Pour conclure sur les théories psychologiques de l’effet de pratique distribuée, nous trouvons pertinent de présenter les hypothèses liées au comportement volontaire d’apprentissage réalisé par le sujet. En effet, jusqu’à présent, nous n’avons considéré que des théories qui font abstraction du sujet en situation d’apprentissage, de ses choix, de ses motivations, et de ses stratégies. Il est cependant évident que les choix du sujet -notamment dans des tâches où le celui-ci doit apprendre du matériel dans le but de s’en souvenir plus tard- en termes d’allocation de ressources cognitives, de stratégies d’apprentissage, d’effort engagé ou non à la tâche, et tout ce qui constitue ce qu’on appelle la métacognition, peuvent entrer en ligne de compte dans les effets mnésiques. Ces phénomènes pourraient s’ajouter à ceux qui échappent à la volonté et à la conscience du sujet, comme la variabilité de l’encodage, la récupération en phase d’étude, etc. Ces considérations sont particulièrement pertinentes dans des situations relativement écologiques telles qu’un apprentissage sur plusieurs jours, qui nécessitent un certain engagement de la part du sujet.

En 2005, Bahrick et Hall ont été parmi les premiers à mettre en avant cette notion de métacognition comme facteur explicatif des effets de pratique distribuée ; ils se sont concentrés en particulier sur les situations dans lesquelles l’apprentissage a lieu sur le long terme, c’est-à-dire sur au moins plusieurs jours. Les auteurs insistaient sur le fait qu’il faut prendre en considération les processus cognitifs qui se produisent au moment de l’apprentissage car ils joueraient un rôle causal dans le niveau de rétention ultérieur. Par exemple, les expériences de Bahrick (1979) et Bahrick et al. (1993 ; voir la section 1.3.2) ont montré que de très longs intervalles entre les sessions d’apprentissage sont associés à de faibles performances pendant l’apprentissage, contrairement à des sessions rapprochées. En revanche, de très longs intervalles entre les sessions d’apprentissage sont associés à une meilleure rétention ultérieure de l’information, par rapport à des intervalles plus courts. (Dans les expériences de Bahrick et collaborateurs, les phases d’apprentissage étaient constituées d’essais de type Test-étude, ce qui permet de rendre compte des performances du sujet pendant l’apprentissage.) Pour expliquer ces résultats, les auteurs faisaient l’hypothèse suivante : les différentes stratégies engagées par le sujet pour apprendre peuvent avoir une durée d’efficacité variable. Mais on ne peut se rendre compte que la stratégie que l’on utilise n’est pas efficace qu’en faisant l’expérience d’un échec de récupération. Si tous les IIR sont courts le sujet ne fera pas l’expérience de l’échec (i.e., il réussira les tests), et ne changera donc pas de stratégie. À l’inverse, si les IIR sont longs, le sujet fera plus probablement l’expérience que ses stratégies antérieures n’étaient pas efficaces, et sera amené à les perfectionner.

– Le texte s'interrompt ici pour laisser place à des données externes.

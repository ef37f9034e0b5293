use serde_json::Value;
use tabula_api::{is_list, Cell};

use crate::document::{RowPuller, Step};
use crate::error::TableError;
use crate::table::TableValue;

pub const DEFAULT_ROOT_NAME: &str = "results";
pub const DEFAULT_ROW_NAME: &str = "result";

#[derive(Debug, Clone, PartialEq)]
pub enum XmlContent {
    /// NULL cell, `null` nested value, or an empty structured cell.
    Empty,
    Text(String),
    Children(Vec<XmlElement>),
}

#[derive(Debug, Clone, PartialEq)]
pub struct XmlElement {
    pub name: String,
    pub content: XmlContent,
}

impl XmlElement {
    pub fn new(name: impl Into<String>, content: XmlContent) -> Self {
        Self { name: name.into(), content }
    }

    /// Child elements, empty for text and empty content.
    pub fn children(&self) -> &[XmlElement] {
        match &self.content {
            XmlContent::Children(children) => children,
            XmlContent::Empty | XmlContent::Text(_) => &[],
        }
    }

    /// First child element with the given name.
    pub fn child(&self, name: &str) -> Option<&XmlElement> {
        self.children().iter().find(|c| c.name == name)
    }

    pub fn text_content(&self) -> Option<&str> {
        match &self.content {
            XmlContent::Text(text) => Some(text),
            XmlContent::Empty | XmlContent::Children(_) => None,
        }
    }
}

/// Structural event of the XML-shaped document.
#[derive(Debug, Clone, PartialEq)]
pub enum XmlEvent {
    StartRoot(String),
    /// One row element; one child element per column, in column order.
    Row(XmlElement),
    EndRoot(String),
}

/// Lazy XML-shaped document over a table.
///
/// Each column becomes a child element named after the column. Structured
/// cells recurse with the same rule on their keys; a nested array, or a
/// structured cell keyed by position, repeats the element once per item.
///
/// Element names are taken verbatim; validating them as XML names is left to
/// the serializer.
pub struct XmlSource {
    puller: RowPuller,
    root_name: String,
    row_name: String,
}

impl XmlSource {
    /// `None` or empty names fall back to `DEFAULT_ROOT_NAME` / `DEFAULT_ROW_NAME`.
    pub fn new(table: TableValue, root_name: Option<&str>, row_name: Option<&str>) -> Self {
        Self {
            puller: RowPuller::new(table),
            root_name: name_or_default(root_name, DEFAULT_ROOT_NAME),
            row_name: name_or_default(row_name, DEFAULT_ROW_NAME),
        }
    }

    pub fn root_name(&self) -> &str {
        &self.root_name
    }

    pub fn row_name(&self) -> &str {
        &self.row_name
    }

    pub fn rows_emitted(&self) -> u64 {
        self.puller.rows_emitted()
    }

    pub fn table(&self) -> &TableValue {
        self.puller.table()
    }

    /// Drain the source into a single root element.
    ///
    /// Materializes every row; meant for small results and tests.
    pub fn into_element(self) -> Result<XmlElement, TableError> {
        let root = self.root_name.clone();
        let mut rows = Vec::new();
        for event in self {
            if let XmlEvent::Row(row) = event? {
                rows.push(row);
            }
        }
        Ok(XmlElement::new(root, XmlContent::Children(rows)))
    }

    fn row_element(&self, cells: Vec<Option<Cell>>) -> XmlElement {
        let mut children = Vec::with_capacity(cells.len());
        for (column, cell) in self.puller.schema().iter().zip(cells) {
            let content = match cell {
                None => XmlContent::Empty,
                Some(Cell::Structured(map)) if is_list(&map) => {
                    for (_, item) in map {
                        push_value(column.name(), item, &mut children);
                    }
                    continue;
                }
                Some(Cell::Structured(map)) => object_content(map),
                Some(scalar) => XmlContent::Text(scalar.render()),
            };
            children.push(XmlElement::new(column.name(), content));
        }
        XmlElement::new(self.row_name.clone(), XmlContent::Children(children))
    }
}

impl Iterator for XmlSource {
    type Item = Result<XmlEvent, TableError>;

    fn next(&mut self) -> Option<Self::Item> {
        let step = match self.puller.pull()? {
            Ok(step) => step,
            Err(e) => return Some(Err(e)),
        };
        Some(Ok(match step {
            Step::Open => XmlEvent::StartRoot(self.root_name.clone()),
            Step::Row(cells) => XmlEvent::Row(self.row_element(cells)),
            Step::Close => XmlEvent::EndRoot(self.root_name.clone()),
        }))
    }
}

impl std::iter::FusedIterator for XmlSource {}

fn name_or_default(name: Option<&str>, default: &str) -> String {
    match name {
        Some(name) if !name.is_empty() => name.to_string(),
        _ => default.to_string(),
    }
}

fn object_content(map: serde_json::Map<String, Value>) -> XmlContent {
    if map.is_empty() {
        return XmlContent::Empty;
    }
    let mut children = Vec::with_capacity(map.len());
    for (key, value) in map {
        push_value(&key, value, &mut children);
    }
    XmlContent::Children(children)
}

fn push_value(name: &str, value: Value, out: &mut Vec<XmlElement>) {
    let content = match value {
        Value::Array(items) => {
            for item in items {
                push_value(name, item, out);
            }
            return;
        }
        Value::Object(map) => object_content(map),
        Value::Null => XmlContent::Empty,
        Value::String(s) => XmlContent::Text(s),
        Value::Bool(b) => XmlContent::Text(b.to_string()),
        Value::Number(n) => XmlContent::Text(n.to_string()),
    };
    out.push(XmlElement::new(name, content));
}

Les expériences réalisées dans l’étude de Bahrick et Hall (2005) ont montré que les sujets étaient plus enclins à changer de stratégie d’apprentissage lorsque les IIR étaient longs que lorsque les IIR étaient courts et que cela était bénéfique pour la rétention ultérieure. En outre, les temps d’étude, décidés par les sujets, étaient également plus longs pour les items auxquels ils n’avaient pas pu répondre correctement juste auparavant. Ainsi les sujets adaptaient leurs stratégies en fonction des succès ou échecs aux tests. Il est raisonnable de penser que, d’une façon générale, les sujets ajustent leurs stratégies d’apprentissage même lorsque des essais de type Etude seule sont employés pendant la phase d’apprentissage. Par exemple, lors de la répétition d’un item, il est possible que les sujets tiennent ce type de discours intérieur : « Je reconnais ce pseudomot, mais je n’aurais pas pu me souvenir de sa traduction » et perfectionnent alors leur apprentissage. De la même façon, si l’IIR est trop long, il est probable que les sujets ne reconnaissent pas l’item répété et qu’ils remettent en jeu la même stratégie d’apprentissage qui s’était révélée inefficace.

Ces considérations mettent donc en avant l’idée qu’il ne faut pas négliger les comportements délibérés du sujet dans l’explication des effets de pratique distribuée.